Managing PV Installations with a Gantt Chart: Page 3 of 3

Using the Gantt Chart

Now you can start putting the schedule to work as part of your project management plan. You can use the dates on the schedule to accurately schedule equipment deliveries, crews and subcontractors.

Updating the schedule. Since large projects rarely go exactly as planned, you should expect that you will complete some activities ahead of schedule while others fall behind. You therefore will need to update the schedule periodically to account for actual progress. If you change or update one date or duration, all the other activity dates automatically adjust according to the relationships you have defined. With just a few clicks, you can see how a delay in one activity affects the start and finish dates of other activities and the overall project, and you can then adjust the timeline accordingly.

Following the critical path. When managing your project, you must focus on the schedule’s critical path, the series of activities that determines the finish date. A delay of one day on a critical path activity results in a one-day delay in finishing the project. For example, “Install PV modules” is a critical path activity for PV installations. If rain delays the module installation two days, that has a two-day impact on the project’s projected completion date.

Some activities not on the critical path have float or slack time, which is the number of days you can delay a noncritical path activity before it becomes part of the critical path. For example, if an activity has 5 days of float, it can take 5 days longer than scheduled without affecting the overall project. If the activity is delayed past 5 days, it becomes part of the critical path, and additional delays push back the project completion date accordingly.
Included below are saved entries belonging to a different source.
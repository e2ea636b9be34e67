use std::fmt::Write;

use warikan_domain::{Money, Participant, SettlementResult};

use crate::config::AppConfig;

pub const NOT_COMPUTABLE: &str =
    "Not enough data to settle (need at least 2 participants and 1 payment)";
pub const NO_TRANSFERS: &str = "No settlement required";

/// Plain-text settlement report, one participant per line in roster order
pub fn settlement(
    participants: &[Participant],
    result: &SettlementResult,
    config: &AppConfig,
) -> String {
    let unit = config.currency_unit.as_str();
    let mut reply = String::with_capacity(256);

    for participant in participants {
        let _ = writeln!(
            &mut reply,
            "{}: paid {}, equal share {}, obligation {}",
            participant.name,
            amount(result.paid_amounts.get(&participant.id), unit),
            amount(shown_share(result.equal_shares.get(&participant.id)), unit),
            amount(result.obligations.get(&participant.id), unit),
        );
    }
    let _ = writeln!(&mut reply, "Total: {}", amount(result.total_amount, unit));
    reply.push('\n');

    if result.transfers.is_empty() {
        reply.push_str(NO_TRANSFERS);
    } else {
        reply.push_str("Transfers:");
        for transfer in &result.transfers {
            let _ = write!(
                &mut reply,
                "\n{} → {}: {}",
                transfer.from.name,
                transfer.to.name,
                amount(transfer.amount, unit)
            );
        }
    }

    reply
}

fn amount(value: Money, unit: &str) -> String {
    format!("{value}{unit}")
}

// Equal shares are unrounded; two decimals is enough for display.
fn shown_share(share: Money) -> Money {
    Money::from_decimal(share.as_decimal().round_dp(2))
}
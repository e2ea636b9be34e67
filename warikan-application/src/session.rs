use crate::{error::SessionError, model::PaymentDraft, ports::IdGenerator};
use fxhash::FxHashSet;
use warikan_domain::{
    Money, Participant, ParticipantAmounts, ParticipantId, Payment, PaymentId, SettlementEngine,
    SettlementResult, ShareCalculator, SplitConfig, SplitMethod,
};

pub const DEFAULT_PAYMENT_DESCRIPTION: &str = "Payment";

/// Participants, payments and split settings of one bill-splitting session.
///
/// The session validates input the way the entry form does (unique names,
/// known payer, positive amount). Settlement is recomputed from scratch on
/// every [`Session::calculate`] call.
pub struct Session<G: IdGenerator> {
    ids: G,
    participants: Vec<Participant>,
    payments: Vec<Payment>,
    split: SplitConfig,
    engine: SettlementEngine,
}

impl<G: IdGenerator> Session<G> {
    pub fn new(ids: G) -> Self {
        Self {
            ids,
            participants: Vec::new(),
            payments: Vec::new(),
            split: SplitConfig::default(),
            engine: SettlementEngine,
        }
    }

    pub fn participants(&self) -> &[Participant] {
        &self.participants
    }

    pub fn payments(&self) -> &[Payment] {
        &self.payments
    }

    pub fn split(&self) -> &SplitConfig {
        &self.split
    }

    pub fn participant(&self, id: &ParticipantId) -> Option<&Participant> {
        self.participants.iter().find(|p| &p.id == id)
    }

    pub fn participant_by_name(&self, name: &str) -> Option<&Participant> {
        self.participants.iter().find(|p| p.name == name)
    }

    pub fn payment(&self, id: &PaymentId) -> Option<&Payment> {
        self.payments.iter().find(|p| &p.id == id)
    }

    pub fn add_participant(&mut self, name: &str) -> Result<ParticipantId, SessionError> {
        let name = name.trim();
        if name.is_empty() {
            return Err(SessionError::EmptyName);
        }
        if self.participant_by_name(name).is_some() {
            return Err(SessionError::DuplicateName(name.to_owned()));
        }

        let id = self.ids.participant_id();
        tracing::debug!(participant_id = %id, name, "Participant added");
        self.participants.push(Participant::new(id.clone(), name));
        Ok(id)
    }

    /// Removes a participant together with every payment they paid.
    ///
    /// Exclusion lists, fixed amounts and zero flags that mention the
    /// participant are left as they are.
    pub fn remove_participant(&mut self, id: &ParticipantId) -> Result<Participant, SessionError> {
        let Some(index) = self.participants.iter().position(|p| &p.id == id) else {
            return Err(SessionError::UnknownParticipant(id.clone()));
        };
        let removed = self.participants.remove(index);

        let before = self.payments.len();
        self.payments.retain(|payment| &payment.payer != id);
        tracing::debug!(
            participant_id = %id,
            removed_payments = before - self.payments.len(),
            "Participant removed"
        );

        Ok(removed)
    }

    pub fn add_payment(&mut self, draft: PaymentDraft) -> Result<PaymentId, SessionError> {
        let id = self.ids.payment_id();
        let payment = self.validate_payment(id.clone(), draft)?;
        tracing::debug!(
            payment_id = %id,
            payer = %payment.payer,
            amount = %payment.amount,
            excluded_count = payment.excluded.len(),
            "Payment added"
        );
        self.payments.push(payment);
        Ok(id)
    }

    /// Replaces a payment in place, keeping its id and position.
    pub fn update_payment(
        &mut self,
        id: &PaymentId,
        draft: PaymentDraft,
    ) -> Result<(), SessionError> {
        let Some(index) = self.payments.iter().position(|p| &p.id == id) else {
            return Err(SessionError::UnknownPayment(id.clone()));
        };
        let payment = self.validate_payment(id.clone(), draft)?;
        tracing::debug!(payment_id = %id, amount = %payment.amount, "Payment updated");
        self.payments[index] = payment;
        Ok(())
    }

    pub fn remove_payment(&mut self, id: &PaymentId) -> Result<Payment, SessionError> {
        let Some(index) = self.payments.iter().position(|p| &p.id == id) else {
            return Err(SessionError::UnknownPayment(id.clone()));
        };
        tracing::debug!(payment_id = %id, "Payment removed");
        Ok(self.payments.remove(index))
    }

    pub fn set_split_method(&mut self, method: SplitMethod) {
        tracing::debug!(?method, "Split method changed");
        self.split.method = method;
    }

    /// Sets a fixed obligation for the weighted split. Zero clears it.
    pub fn set_fixed_amount(
        &mut self,
        id: &ParticipantId,
        amount: Money,
    ) -> Result<(), SessionError> {
        self.ensure_participant(id)?;
        if amount.is_negative() {
            return Err(SessionError::NegativeFixedAmount(amount));
        }
        if amount.is_zero() {
            self.split.fixed_amounts.remove(id);
        } else {
            self.split.fixed_amounts.insert(id.clone(), amount);
        }
        tracing::debug!(participant_id = %id, amount = %amount, "Fixed amount set");
        Ok(())
    }

    pub fn set_zeroed(&mut self, id: &ParticipantId, zeroed: bool) -> Result<(), SessionError> {
        self.ensure_participant(id)?;
        if zeroed {
            self.split.zeroed.insert(id.clone());
        } else {
            self.split.zeroed.remove(id);
        }
        tracing::debug!(participant_id = %id, zeroed, "Zero flag set");
        Ok(())
    }

    /// Unrounded equal shares, available even before a settlement can be computed.
    pub fn equal_shares(&self) -> ParticipantAmounts {
        ShareCalculator.compute_equal_shares(&self.participants, &self.payments)
    }

    pub fn is_computable(&self) -> bool {
        SettlementEngine::is_computable(&self.participants, &self.payments)
    }

    pub fn calculate(&self) -> Option<SettlementResult> {
        self.engine.calculate(&self.participants, &self.payments, &self.split)
    }

    pub fn reset(&mut self) {
        tracing::debug!(
            participant_count = self.participants.len(),
            payment_count = self.payments.len(),
            "Session reset"
        );
        self.participants.clear();
        self.payments.clear();
        self.split = SplitConfig::default();
    }

    fn ensure_participant(&self, id: &ParticipantId) -> Result<(), SessionError> {
        match self.participant(id) {
            Some(_) => Ok(()),
            None => Err(SessionError::UnknownParticipant(id.clone())),
        }
    }

    fn validate_payment(
        &self,
        id: PaymentId,
        draft: PaymentDraft,
    ) -> Result<Payment, SessionError> {
        self.ensure_participant(&draft.payer)?;
        if !draft.amount.is_positive() {
            return Err(SessionError::NonPositiveAmount(draft.amount));
        }
        for excluded in &draft.excluded {
            self.ensure_participant(excluded)?;
        }

        let description = match draft.description.trim() {
            "" => DEFAULT_PAYMENT_DESCRIPTION.to_owned(),
            description => description.to_owned(),
        };
        let excluded: FxHashSet<ParticipantId> = draft.excluded.into_iter().collect();

        Ok(Payment {
            id,
            payer: draft.payer,
            description,
            amount: draft.amount,
            excluded,
        })
    }
}
use std::{
    fmt,
    iter::Sum,
    ops::{Neg, Sub, SubAssign},
};

use fxhash::{FxBuildHasher, FxHashMap, FxHashSet};
use indexmap::IndexMap;
use rust_decimal::Decimal;

#[derive(Clone, Debug, PartialEq, Eq, Hash, PartialOrd, Ord)]
pub struct ParticipantId(String);

impl ParticipantId {
    pub fn new(id: impl Into<String>) -> Self {
        Self(id.into())
    }

    pub fn as_str(&self) -> &str {
        &self.0
    }
}

impl fmt::Display for ParticipantId {
    fn fmt(&self, f: &mut fmt::Formatter<'_>) -> fmt::Result {
        f.write_str(&self.0)
    }
}

impl From<&str> for ParticipantId {
    fn from(value: &str) -> Self {
        Self::new(value)
    }
}

#[derive(Clone, Debug, PartialEq, Eq, Hash, PartialOrd, Ord)]
pub struct PaymentId(String);

impl PaymentId {
    pub fn new(id: impl Into<String>) -> Self {
        Self(id.into())
    }

    pub fn as_str(&self) -> &str {
        &self.0
    }
}

impl fmt::Display for PaymentId {
    fn fmt(&self, f: &mut fmt::Formatter<'_>) -> fmt::Result {
        f.write_str(&self.0)
    }
}

impl From<&str> for PaymentId {
    fn from(value: &str) -> Self {
        Self::new(value)
    }
}

#[derive(Clone, Debug, PartialEq, Eq)]
pub struct Participant {
    pub id: ParticipantId,
    pub name: String,
}

impl Participant {
    pub fn new(id: impl Into<ParticipantId>, name: impl Into<String>) -> Self {
        Self {
            id: id.into(),
            name: name.into(),
        }
    }
}

/// Exact decimal currency amount.
///
/// Arithmetic is carried out on `rust_decimal::Decimal`, so sums and
/// differences are exact and only division introduces (28-digit) truncation.
#[derive(Clone, Copy, Debug, Default, PartialEq, Eq, PartialOrd, Ord, Hash)]
pub struct Money(Decimal);

impl Money {
    pub const ZERO: Self = Self(Decimal::ZERO);

    pub fn new(num: i64, scale: u32) -> Self {
        Self(Decimal::new(num, scale))
    }

    pub fn from_i64(value: i64) -> Self {
        Self(Decimal::from(value))
    }

    pub fn from_decimal(value: Decimal) -> Self {
        Self(value)
    }

    pub fn as_decimal(self) -> Decimal {
        self.0
    }

    pub fn is_zero(self) -> bool {
        self.0.is_zero()
    }

    pub fn is_positive(self) -> bool {
        self.0 > Decimal::ZERO
    }

    pub fn is_negative(self) -> bool {
        self.0 < Decimal::ZERO
    }

    pub fn abs(self) -> Self {
        Self(self.0.abs())
    }

    /// Rounds to the nearest integer unit, halves toward positive infinity
    /// (`2.5 -> 3`, `-2.5 -> -2`).
    ///
    /// `RoundingStrategy::MidpointAwayFromZero` would send `-2.5` to `-3`, so
    /// this is `floor(x + 0.5)` instead.
    pub fn round_half_up(self) -> Self {
        match self.0.checked_add(Decimal::new(5, 1)) {
            Some(shifted) => Self(shifted.floor()),
            // Only reachable near `Decimal::MAX`, where no fractional digits remain.
            None => self,
        }
    }

    pub fn checked_add(self, rhs: Self) -> Option<Self> {
        self.0.checked_add(rhs.0).map(Self)
    }

    /// Adds, clamping at `Decimal::MAX` / `Decimal::MIN` instead of overflowing.
    pub fn saturating_add(self, rhs: Self) -> Self {
        Self(self.0.saturating_add(rhs.0))
    }

    /// Splits the amount into `parts` equal pieces. `None` when `parts` is 0.
    pub fn checked_split(self, parts: usize) -> Option<Self> {
        if parts == 0 {
            return None;
        }
        self.0.checked_div(Decimal::from(parts as u64)).map(Self)
    }

    /// Computes `self * numerator / denominator`. `None` when the denominator is zero.
    ///
    /// Multiplies before dividing so exact midpoints such as `3 * 5 / 6 = 2.5`
    /// survive; the ratio is taken first only when the product overflows.
    pub fn checked_scale(self, numerator: Self, denominator: Self) -> Option<Self> {
        if denominator.is_zero() {
            return None;
        }
        match self.0.checked_mul(numerator.0) {
            Some(product) => product.checked_div(denominator.0).map(Self),
            None => {
                let ratio = numerator.0.checked_div(denominator.0)?;
                self.0.checked_mul(ratio).map(Self)
            }
        }
    }
}

impl fmt::Display for Money {
    fn fmt(&self, f: &mut fmt::Formatter<'_>) -> fmt::Result {
        write!(f, "{}", self.0.normalize())
    }
}

impl Sub for Money {
    type Output = Self;

    fn sub(self, rhs: Self) -> Self::Output {
        Self(self.0 - rhs.0)
    }
}

impl SubAssign for Money {
    fn sub_assign(&mut self, rhs: Self) {
        self.0 -= rhs.0;
    }
}

impl Neg for Money {
    type Output = Self;

    fn neg(self) -> Self::Output {
        Self(-self.0)
    }
}

impl Sum for Money {
    fn sum<I: Iterator<Item = Self>>(iter: I) -> Self {
        iter.fold(Self::ZERO, Self::saturating_add)
    }
}

impl<'a> Sum<&'a Money> for Money {
    fn sum<I: Iterator<Item = &'a Money>>(iter: I) -> Self {
        iter.copied().sum()
    }
}

#[derive(Clone, Debug, PartialEq, Eq)]
pub struct Payment {
    pub id: PaymentId,
    pub payer: ParticipantId,
    pub description: String,
    pub amount: Money,
    pub excluded: FxHashSet<ParticipantId>,
}

impl Payment {
    pub fn new(id: impl Into<PaymentId>, payer: impl Into<ParticipantId>, amount: Money) -> Self {
        Self {
            id: id.into(),
            payer: payer.into(),
            description: String::new(),
            amount,
            excluded: FxHashSet::default(),
        }
    }

    pub fn with_description(mut self, description: impl Into<String>) -> Self {
        self.description = description.into();
        self
    }

    pub fn excluding<I, T>(mut self, ids: I) -> Self
    where
        I: IntoIterator<Item = T>,
        T: Into<ParticipantId>,
    {
        self.excluded.extend(ids.into_iter().map(Into::into));
        self
    }

    pub fn is_excluded(&self, id: &ParticipantId) -> bool {
        self.excluded.contains(id)
    }

    /// Amount that takes part in settlement; non-positive amounts count as zero.
    pub fn effective_amount(&self) -> Money {
        if self.amount.is_positive() {
            self.amount
        } else {
            Money::ZERO
        }
    }
}

/// Per-participant amounts in participant order.
///
/// Reads of ids that are not present yield [`Money::ZERO`].
#[derive(Clone, Debug, Default, PartialEq, Eq)]
pub struct ParticipantAmounts(IndexMap<ParticipantId, Money, FxBuildHasher>);

impl ParticipantAmounts {
    pub fn new() -> Self {
        Self::default()
    }

    /// One zero entry per participant, in participant order.
    pub fn zeroed(participants: &[Participant]) -> Self {
        participants
            .iter()
            .map(|participant| (participant.id.clone(), Money::ZERO))
            .collect()
    }

    pub fn get(&self, id: &ParticipantId) -> Money {
        self.0.get(id).copied().unwrap_or(Money::ZERO)
    }

    pub fn contains(&self, id: &ParticipantId) -> bool {
        self.0.contains_key(id)
    }

    pub fn insert(&mut self, id: ParticipantId, amount: Money) {
        self.0.insert(id, amount);
    }

    pub fn add(&mut self, id: &ParticipantId, amount: Money) {
        match self.0.get_mut(id) {
            Some(current) => *current = current.saturating_add(amount),
            None => {
                self.0.insert(id.clone(), amount);
            }
        }
    }

    /// Adds to an existing entry only. Returns `false` when `id` is unknown.
    pub fn add_existing(&mut self, id: &ParticipantId, amount: Money) -> bool {
        let Some(current) = self.0.get_mut(id) else {
            return false;
        };
        *current = current.saturating_add(amount);
        true
    }

    pub fn iter(&self) -> impl Iterator<Item = (&ParticipantId, Money)> + '_ {
        self.0.iter().map(|(id, amount)| (id, *amount))
    }

    pub fn ids(&self) -> impl Iterator<Item = &ParticipantId> + '_ {
        self.0.keys()
    }

    pub fn total(&self) -> Money {
        self.0.values().sum()
    }

    pub fn len(&self) -> usize {
        self.0.len()
    }

    pub fn is_empty(&self) -> bool {
        self.0.is_empty()
    }
}

impl FromIterator<(ParticipantId, Money)> for ParticipantAmounts {
    fn from_iter<T: IntoIterator<Item = (ParticipantId, Money)>>(iter: T) -> Self {
        Self(iter.into_iter().collect())
    }
}

#[derive(Clone, Copy, Debug, Default, PartialEq, Eq)]
pub enum SplitMethod {
    /// Everyone owes their rounded equal share.
    #[default]
    Equal,
    /// Zeroed and fixed participants first, the remainder split by equal-share weight.
    Weighted,
}

#[derive(Clone, Debug, Default, PartialEq, Eq)]
pub struct SplitConfig {
    pub method: SplitMethod,
    pub fixed_amounts: FxHashMap<ParticipantId, Money>,
    pub zeroed: FxHashSet<ParticipantId>,
}

impl SplitConfig {
    pub fn equal() -> Self {
        Self::default()
    }

    pub fn weighted() -> Self {
        Self {
            method: SplitMethod::Weighted,
            ..Self::default()
        }
    }

    pub fn with_fixed_amount(mut self, id: impl Into<ParticipantId>, amount: Money) -> Self {
        self.fixed_amounts.insert(id.into(), amount);
        self
    }

    pub fn with_zeroed(mut self, id: impl Into<ParticipantId>) -> Self {
        self.zeroed.insert(id.into());
        self
    }

    pub fn fixed_amount(&self, id: &ParticipantId) -> Money {
        self.fixed_amounts.get(id).copied().unwrap_or(Money::ZERO)
    }

    pub fn is_zeroed(&self, id: &ParticipantId) -> bool {
        self.zeroed.contains(id)
    }
}

#[derive(Clone, Debug, PartialEq, Eq)]
pub struct Transfer {
    pub from: Participant,
    pub to: Participant,
    pub amount: Money,
}

#[derive(Clone, Debug, PartialEq, Eq)]
pub struct SettlementResult {
    pub total_amount: Money,
    pub equal_shares: ParticipantAmounts,
    pub paid_amounts: ParticipantAmounts,
    pub obligations: ParticipantAmounts,
    pub transfers: Vec<Transfer>,
}

impl SettlementResult {
    /// `paid - obligation` per participant; positive means the participant is owed money.
    pub fn balances(&self) -> ParticipantAmounts {
        self.paid_amounts
            .iter()
            .map(|(id, paid)| (id.clone(), paid - self.obligations.get(id)))
            .collect()
    }

    pub fn balance_of(&self, id: &ParticipantId) -> Money {
        self.paid_amounts.get(id) - self.obligations.get(id)
    }
}

#[cfg(test)]
mod tests {
    use super::*;
    use rstest::rstest;

    #[rstest]
    #[case::half_rounds_up(Money::new(25, 1), Money::from_i64(3))]
    #[case::below_half_rounds_down(Money::new(24, 1), Money::from_i64(2))]
    #[case::integer_is_unchanged(Money::from_i64(100), Money::from_i64(100))]
    #[case::repeating_third(Money::new(3_333_333, 5), Money::from_i64(33))]
    #[case::negative_half_rounds_toward_positive(Money::new(-25, 1), Money::from_i64(-2))]
    #[case::negative_below_half(Money::new(-26, 1), Money::from_i64(-3))]
    fn round_half_up_cases(#[case] value: Money, #[case] expected: Money) {
        assert_eq!(value.round_half_up(), expected);
    }

    #[test]
    fn checked_split_rejects_zero_parts() {
        assert_eq!(Money::from_i64(100).checked_split(0), None);
        assert_eq!(
            Money::from_i64(100).checked_split(4),
            Some(Money::from_i64(25))
        );
    }

    #[test]
    fn checked_scale_rejects_zero_denominator() {
        let remaining = Money::from_i64(700);
        assert_eq!(remaining.checked_scale(Money::ZERO, Money::ZERO), None);
        assert_eq!(
            remaining.checked_scale(Money::from_i64(50), Money::from_i64(100)),
            Some(Money::from_i64(350))
        );
    }

    #[rstest]
    #[case::exact_midpoint(3, 5, 6, Money::new(25, 1))]
    #[case::small_midpoint(3, 1, 6, Money::new(5, 1))]
    #[case::repeating(100, 1, 3, Money::from_i64(100).checked_split(3).unwrap_or(Money::ZERO))]
    fn checked_scale_multiplies_before_dividing(
        #[case] remaining: i64,
        #[case] numerator: i64,
        #[case] denominator: i64,
        #[case] expected: Money,
    ) {
        let scaled = Money::from_i64(remaining)
            .checked_scale(Money::from_i64(numerator), Money::from_i64(denominator));
        assert_eq!(scaled, Some(expected));
    }

    #[test]
    fn midpoint_scale_rounds_up() {
        let scaled = Money::from_i64(3)
            .checked_scale(Money::from_i64(5), Money::from_i64(6))
            .map(Money::round_half_up);
        assert_eq!(scaled, Some(Money::from_i64(3)));
    }

    #[test]
    fn checked_scale_falls_back_when_product_overflows() {
        let max = Money::from_decimal(Decimal::MAX);
        let scaled = max.checked_scale(Money::from_i64(2), Money::from_i64(4));
        assert!(scaled.is_some_and(|half| half.is_positive() && half < max));
    }

    #[test]
    fn additions_saturate_at_decimal_bounds() {
        let max = Money::from_decimal(Decimal::MAX);
        let one = Money::from_i64(1);

        assert_eq!(max.checked_add(one), None);
        assert_eq!(max.saturating_add(one), max);
        assert_eq!([max, max].into_iter().sum::<Money>(), max);
        assert_eq!(max.round_half_up(), max);

        let mut amounts = ParticipantAmounts::zeroed(&[Participant::new("a", "Alice")]);
        amounts.add(&"a".into(), max);
        assert!(amounts.add_existing(&"a".into(), max));
        assert_eq!(amounts.get(&"a".into()), max);
    }

    #[test]
    fn participant_amounts_default_to_zero() {
        let mut amounts = ParticipantAmounts::zeroed(&[Participant::new("a", "Alice")]);
        assert!(amounts.add_existing(&"a".into(), Money::from_i64(10)));
        assert!(!amounts.add_existing(&"ghost".into(), Money::from_i64(10)));

        assert_eq!(amounts.get(&"a".into()), Money::from_i64(10));
        assert_eq!(amounts.get(&"ghost".into()), Money::ZERO);
        assert_eq!(amounts.len(), 1);
    }

    #[test]
    fn payment_effective_amount_ignores_non_positive_values() {
        assert_eq!(
            Payment::new("p", "a", Money::from_i64(-5)).effective_amount(),
            Money::ZERO
        );
        assert_eq!(
            Payment::new("p", "a", Money::from_i64(5)).effective_amount(),
            Money::from_i64(5)
        );
    }

    #[test]
    fn money_display_drops_trailing_zeros() {
        assert_eq!(Money::new(10_000, 2).to_string(), "100");
        assert_eq!(Money::new(1_050, 1).to_string(), "105");
        assert_eq!(Money::new(1_055, 1).to_string(), "105.5");
    }
}
#![warn(clippy::uninlined_format_args)]

pub mod id_generator;
pub mod script;

pub use id_generator::UuidIdGenerator;
pub use script::{ScriptError, ScriptPayment, ScriptSplit, ScriptSplitMethod, SessionScript};
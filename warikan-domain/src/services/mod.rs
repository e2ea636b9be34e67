pub mod balance_settler;
pub mod obligation_resolver;
pub mod settlement_engine;
pub mod share_calculator;

pub use balance_settler::BalanceSettler;
pub use obligation_resolver::ObligationResolver;
pub use settlement_engine::{MIN_PARTICIPANTS, SettlementEngine};
pub use share_calculator::ShareCalculator;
Since the critical path determines the project’s finish date, the project manager must understand which activities are on—or may become part of—the critical path and ensure that they finish on time. As the project progresses and activities finish early or late, the critical path can change, which is why updating the schedule is important.

Crashing the schedule. Just as a delay on the critical path can cause a delay in the schedule, if you complete the critical path activities a day early, the project can wrap up a day early. Project managers can use this to their advantage and crash the schedule, applying additional resources to an activity to complete it faster. You can assign more crewmembers or have the current crew work overtime to finish it earlier.

However, crashing is not usually the most cost-effective way to manage a project. Doubling the number of people on the roof probably will not cut the activity’s duration in half because crewmembers will be bumping into each other, which slows down productivity. In addition, overtime pay rates increase the project’s direct costs. That said, if the contract has a liquidated damages clause, the cost of crashing may be less than the cost of paying penalties for project delays.

If your project is behind schedule and you decide that the additional cost of crashing is warranted, it is essential to know the critical path and understand which activities to focus on. Only crashing the critical path activities will get you caught up. If you spend a weekend working on noncritical path activities, you increase the cost of the project but do not catch up to the schedule.

Earned value analysis. Scheduling software can take your schedule to the next level by analyzing project performance using metrics such as earned value analysis (EVA). Enter the actual project time and expenses into the scheduling software to compare planned to actual progress. You can determine whether you are falling behind schedule or going over budget. If an activity or work package is only 25% complete, but you have already used 75% of its allotted resources and funds, an EVA will show you that the project is going over budget and allow you to take corrective actions.


The Gantt chart is an essential tool for any solar installer or project manager. The schedule allows you to plan your crew assignments, schedule accurate material delivery dates, track actual against planned progress, give advance notice when a project is at risk of going over budget or falling behind schedule, and identify where you should focus your resources to correct issues or delays. At the end of each project, you can compare the actual schedule to your estimated schedule, and use that information to plan and estimate your next project more accurately.